Overall Nirma has a 20% market share in soap cakes and about 35% in detergents.
Nirma also has successful operations in neighbouring countries.

In 1995, Karsanbhai started the Nirma Institute of Technology in Ahmedabad, which grew into a leading engineering college in Gujarat. An Institute of Management followed, with the entire structure being consolidated under the Nirma University of Science and Technology in 2003, overseen by the Nirma Education and Research Foundation. The Nirmalabs education project, aimed at training and incubating
entrepreneurs, was launched in 2004.

Karsanbhai's two sons, daughter and son-in-law are now at leading positions in the
Nirma organization: Rakesh K Patel (MBA) looks after procurement and logistics, Hiren K Patel, chemical engineer and MBA, heads marketing and finance, while Kalpesh Patel is in human resources and Healthcare Industry (Nirlife healthcare).

==Awards and recognition==
In 2019, Karsanbhai was ranked No. 30 by Forbes magazine in its list of India's richest persons. In 2001, Karsanbhai was awarded an honorary doctorate by Florida Atlantic University, recognizing his exceptional entrepreneurial and philanthropic accomplishments.

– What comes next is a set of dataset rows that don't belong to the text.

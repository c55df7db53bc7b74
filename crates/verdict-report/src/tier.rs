//! Coverage tiers and their decoration sets

use rand::seq::SliceRandom;
use rand::Rng;
use serde::{Deserialize, Serialize};

/// Coverage bucket used to pick a decoration.
#[derive(Debug, Clone, Copy, PartialEq, Eq, Hash, Serialize, Deserialize)]
#[serde(rename_all = "snake_case")]
pub enum Tier {
    /// coverage < 50
    Low,
    /// 50 <= coverage < 80
    Mid,
    /// coverage >= 80
    High,
}

const HIGH: &[&str] = &[
    "https://media3.giphy.com/media/v1.Y2lkPTc5MGI3NjExNTVoMnViNDQ2MWViYnJpeDIycnNnNHZoeDFjdXd6Znk4aGY4dWt0NCZlcD12MV9pbnRlcm5hbF9naWZfYnlfaWQmY3Q9Zw/NUwoRZzHc2Bws/giphy.gif",
    "https://media1.giphy.com/media/v1.Y2lkPTc5MGI3NjExbjlsbjBpbjQ4eDBsdnNncmFlZ3lzY3Rta21mZ3A1MnUzYWdvdTR1cCZlcD12MV9pbnRlcm5hbF9naWZfYnlfaWQmY3Q9Zw/TJrS7r0f6SOthGTiPe/giphy.gif",
    "https://media4.giphy.com/media/v1.Y2lkPTc5MGI3NjExbHR1c2VtcGY5aGhrN3JweG52bWN1eGNzN3lwNnl1ZHFra2JjeGpyZiZlcD12MV9pbnRlcm5hbF9naWZfYnlfaWQmY3Q9Zw/8rFNes6jllJQRnHTsF/giphy.gif",
    "https://media4.giphy.com/media/v1.Y2lkPTc5MGI3NjExY2k0dnh4OTJ2ZG10aXQ4cjFnaTFwM3NmNjJsb2xnNzZ1cDRhYWNzZCZlcD12MV9pbnRlcm5hbF9naWZfYnlfaWQmY3Q9Zw/hv4TC2Ide8rDoXy0iK/giphy.gif",
    "https://media0.giphy.com/media/v1.Y2lkPTc5MGI3NjExanFxZDJ6NnIxcTZwcjRtNmx3azZrczdxbWZ2azc3cWJxZWo2cnM3MSZlcD12MV9pbnRlcm5hbF9naWZfYnlfaWQmY3Q9Zw/kC9Kveaw468cPLxpYE/giphy.gif",
];

const MID: &[&str] = &[
    "https://media0.giphy.com/media/v1.Y2lkPTc5MGI3NjExMWl1NTV0cDBrcGIwMGFiajU5dmMybzRodTlnbWF1NXI4ZnN3Nnh5MSZlcD12MV9pbnRlcm5hbF9naWZfYnlfaWQmY3Q9Zw/TzFul3viUIjMBCpDxb/giphy.gif",
    "https://media1.giphy.com/media/v1.Y2lkPTc5MGI3NjExZnU5Y28xZ3ZsaTc2bWdwYnNiYW11czk1MTl1MjdpbWpwbHdlbDFycSZlcD12MV9pbnRlcm5hbF9naWZfYnlfaWQmY3Q9Zw/Uiw3z8GpHgHmYRHlSI/giphy.gif",
    "https://media1.giphy.com/media/v1.Y2lkPTc5MGI3NjExd2IxemU1Y3htNWZueHlvZmRqNTNtdXV6bTgxbDBuY3o3ZW83ZzdmOSZlcD12MV9pbnRlcm5hbF9naWZfYnlfaWQmY3Q9Zw/SsScqzkuGaEqVDJtVJ/giphy.gif",
];

const LOW: &[&str] = &[
    "https://media1.giphy.com/media/v1.Y2lkPTc5MGI3NjExZ3J2dmNxYjl4anE5cHlrMGFjaXVueXlpdGxkeWFwNGc4aW1lNWVzNyZlcD12MV9pbnRlcm5hbF9naWZfYnlfaWQmY3Q9Zw/l3q2A93zxqHnFDkuQ/giphy.gif",
    "https://media3.giphy.com/media/v1.Y2lkPTc5MGI3NjExbzIyOG9iejk2cWxvNXp4aHBrbTRjcjNtcjJyOXRoa2ptdXZxcTZ5MiZlcD12MV9pbnRlcm5hbF9naWZfYnlfaWQmY3Q9Zw/WnMOl2Ogz2x35sPJMk/giphy.gif",
];

impl Tier {
    /// Bucket a coverage percentage. Boundaries belong to the upper tier.
    pub fn for_coverage(percent: f64) -> Self {
        if percent < 50.0 {
            Tier::Low
        } else if percent < 80.0 {
            Tier::Mid
        } else {
            Tier::High
        }
    }

    /// Fixed decoration set for this tier. Never empty.
    pub fn decorations(self) -> &'static [&'static str] {
        match self {
            Tier::Low => LOW,
            Tier::Mid => MID,
            Tier::High => HIGH,
        }
    }

    /// Pick one decoration uniformly at random.
    pub fn choose_decoration<R: Rng + ?Sized>(self, rng: &mut R) -> &'static str {
        let set = self.decorations();
        set.choose(rng).copied().unwrap_or(set[0])
    }

    /// Tier that owns a decoration URL, if any.
    pub fn of_decoration(url: &str) -> Option<Self> {
        [Tier::Low, Tier::Mid, Tier::High]
            .into_iter()
            .find(|tier| tier.decorations().contains(&url))
    }
}

impl std::fmt::Display for Tier {
    fn fmt(&self, f: &mut std::fmt::Formatter<'_>) -> std::fmt::Result {
        let name = match self {
            Tier::Low => "low",
            Tier::Mid => "mid",
            Tier::High => "high",
        };
        write!(f, "{}", name)
    }
}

In 1990, the Federation of Association of Small Scale Industries of India (FASII), New Delhi, awarded him the 'Udyog Ratna' award. The Gujarat Chamber of Commerce & Industry also felicitated him as an 'Outstanding Industrialist of the Eighties'. He has served twice as Chairman of the Development Council for Oils, Soaps and Detergents. Patel was conferred with the Padma Shri Award in 2010. The award was formally conferred by the President of India, Pratibha Patil.

It was also reported by the Times of India on 7 June 2013 that he purchased a 400 million six-seater chopper. After Adani Group chairman Gautam Adani and Zydus group promoter Pankaj Patel, Karsanbhai became the third Ahmedabad-based industrialist to buy a chopper.

In 2017, Karsanbhai was ranked No. 38 by Forbes magazine in its list of India's richest persons ($3.6 billion). In 2019, Karsanbhai was ranked No. 30 by Forbes magazine in its list of India's richest persons ($3.9 billion).

According to Forbes' list of India's 100 richest tycoons, dated October 9, 2024, Karsanbhai Patel is ranked 48th with a net worth of $6.05 billion.